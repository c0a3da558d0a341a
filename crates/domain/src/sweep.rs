//! # 期日スイープの対象期間
//!
//! 基準時刻の日の始まりから、`horizon_days` 日後の日の終わり（23:59:59.999）までを
//! 両端含みで表す。日付の境界は指定タイムゾーンで判定するため、同日中の時刻のずれで
//! 当日期日のリマインダーが漏れることはない。

use chrono::{DateTime, Days, NaiveDate, NaiveTime, TimeDelta, TimeZone, Utc};
use chrono_tz::Tz;

/// 既定の先読み日数
pub const DEFAULT_HORIZON_DAYS: u32 = 3;

/// 期日スイープの対象期間（両端含む）
#[derive(Debug, Clone, Copy, PartialEq, Eq)]
pub struct SweepWindow {
    start: DateTime<Utc>,
    end:   DateTime<Utc>,
}

impl SweepWindow {
    /// 基準時刻と先読み日数から対象期間を求める
    pub fn starting_at(reference: DateTime<Utc>, horizon_days: u32, tz: Tz) -> Self {
        let today = reference.with_timezone(&tz).date_naive();
        let last_day = today
            .checked_add_days(Days::new(u64::from(horizon_days)))
            .unwrap_or(NaiveDate::MAX);

        let end = match last_day.succ_opt() {
            Some(next_day) => start_of_day(next_day, tz) - TimeDelta::milliseconds(1),
            None => DateTime::<Utc>::MAX_UTC,
        };

        Self {
            start: start_of_day(today, tz),
            end,
        }
    }

    pub fn start(&self) -> DateTime<Utc> {
        self.start
    }

    pub fn end(&self) -> DateTime<Utc> {
        self.end
    }

    pub fn contains(&self, at: DateTime<Utc>) -> bool {
        self.start <= at && at <= self.end
    }
}

/// タイムゾーン上の日付の始まりを UTC で返す
///
/// 夏時間の切り替えで 0 時が存在しない日は、その日に最初に存在する現地時刻を使う。
fn start_of_day(date: NaiveDate, tz: Tz) -> DateTime<Utc> {
    let midnight = date.and_time(NaiveTime::MIN);
    (0..MINUTES_PER_DAY)
        .map(|minutes| midnight + TimeDelta::minutes(minutes))
        .find_map(|local| tz.from_local_datetime(&local).earliest())
        .map_or_else(|| midnight.and_utc(), |local| local.with_timezone(&Utc))
}

const MINUTES_PER_DAY: i64 = 24 * 60;
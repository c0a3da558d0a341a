//! # Observability 基盤
//!
//! `tracing` の購読者を組み立てる。
//!
//! - `RUST_LOG` でフィルタ（未設定なら [`DEFAULT_FILTER`]）
//! - `LOG_FORMAT=json|pretty` で出力形式を切り替え
//! - `tracing_error::ErrorLayer` を登録し、`InfraError` の `SpanTrace` を有効にする
//!
//! JSON 形式ではイベントのフィールドをトップレベルに展開するため、
//! `jq 'select(.["event.kind"] == "business_event")'` のように直接絞り込める。

/// `RUST_LOG` 未設定時のフィルタ
pub const DEFAULT_FILTER: &str = "info,tenderwatch=debug";

/// ログ出力形式
#[derive(Debug, Clone, Copy, PartialEq, Eq, Default, strum::EnumString, strum::Display)]
#[strum(serialize_all = "lowercase", ascii_case_insensitive)]
pub enum LogFormat {
    /// 1 行 1 JSON（本番環境向け）
    Json,
    /// 人間向けの整形出力（開発環境向け）
    #[default]
    Pretty,
}

impl LogFormat {
    /// `LOG_FORMAT` を読み取る
    ///
    /// 未設定なら `Pretty`。解釈できない値も `Pretty` に倒し、購読者の初期化前なので
    /// 警告は stderr に出す。
    pub fn from_env() -> Self {
        match std::env::var("LOG_FORMAT") {
            Ok(value) => value.trim().parse().unwrap_or_else(|_| {
                eprintln!("WARNING: LOG_FORMAT={value:?} は解釈できないため pretty で出力します");
                Self::Pretty
            }),
            Err(_) => Self::default(),
        }
    }
}

/// トレーシング初期化設定
#[derive(Debug, Clone, Copy)]
pub struct TracingConfig {
    /// 起動ログに出すサービス名
    pub service_name: &'static str,
    pub log_format:   LogFormat,
}

impl TracingConfig {
    pub fn new(service_name: &'static str, log_format: LogFormat) -> Self {
        Self {
            service_name,
            log_format,
        }
    }

    /// `LOG_FORMAT` から出力形式を決める
    pub fn from_env(service_name: &'static str) -> Self {
        Self::new(service_name, LogFormat::from_env())
    }
}

/// グローバルな購読者を登録する
///
/// プロセス起動時に一度だけ呼ぶ。
#[cfg(feature = "observability")]
pub fn init_tracing(config: TracingConfig) {
    use tracing_subscriber::{Layer as _, layer::SubscriberExt, util::SubscriberInitExt};

    let env_filter = tracing_subscriber::EnvFilter::try_from_default_env()
        .unwrap_or_else(|_| DEFAULT_FILTER.into());

    let fmt_layer = match config.log_format {
        LogFormat::Json => tracing_subscriber::fmt::layer()
            .json()
            .flatten_event(true)
            .with_current_span(true)
            .with_span_list(false)
            .boxed(),
        LogFormat::Pretty => tracing_subscriber::fmt::layer().with_target(false).boxed(),
    };

    tracing_subscriber::registry()
        .with(env_filter)
        .with(fmt_layer)
        .with(tracing_error::ErrorLayer::default())
        .init();

    tracing::info!(
        service = config.service_name,
        log_format = %config.log_format,
        "トレーシングを初期化しました"
    );
}

#[cfg(test)]
mod tests {
    use pretty_assertions::assert_eq;
    use rstest::rstest;

    use super::*;

    #[rstest]
    #[case("json", LogFormat::Json)]
    #[case("JSON", LogFormat::Json)]
    #[case("pretty", LogFormat::Pretty)]
    #[case("Pretty", LogFormat::Pretty)]
    fn test_log_formatは大文字小文字を区別せず解釈する(
        #[case] input: &str,
        #[case] expected: LogFormat,
    ) {
        assert_eq!(input.parse::<LogFormat>().unwrap(), expected);
    }

    #[rstest]
    #[case("yaml")]
    #[case("")]
    fn test_未知の形式は解釈できない(#[case] input: &str) {
        assert!(input.parse::<LogFormat>().is_err());
    }

    #[test]
    fn test_既定の形式はpretty() {
        assert_eq!(LogFormat::default(), LogFormat::Pretty);
        assert_eq!(LogFormat::Json.to_string(), "json");
    }

    #[test]
    fn test_default_filterはクレート名前空間をdebugにする() {
        assert!(DEFAULT_FILTER.contains("tenderwatch=debug"));
    }
}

• [Exercise aim]
In the entries above, the lines from the one bearing "const MINUTES_PER_DAY: i64 = 24 * 60;" up to and including the one bearing "Default, strum::EnumString, strum::Display)]" should be transcribed exactly; no other line is wanted.

• [Result for this task]
const MINUTES_PER_DAY: i64 = 24 * 60;
repository c0a3da558d0a341a
//! # Observability 基盤
//!
//! `tracing` の購読者を組み立てる。
//!
//! - `RUST_LOG` でフィルタ（未設定なら [`DEFAULT_FILTER`]）
//! - `LOG_FORMAT=json|pretty` で出力形式を切り替え
//! - `tracing_error::ErrorLayer` を登録し、`InfraError` の `SpanTrace` を有効にする
//!
//! JSON 形式ではイベントのフィールドをトップレベルに展開するため、
//! `jq 'select(.["event.kind"] == "business_event")'` のように直接絞り込める。

/// `RUST_LOG` 未設定時のフィルタ
pub const DEFAULT_FILTER: &str = "info,tenderwatch=debug";

/// ログ出力形式
#[derive(Debug, Clone, Copy, PartialEq, Eq, Default, strum::EnumString, strum::Display)]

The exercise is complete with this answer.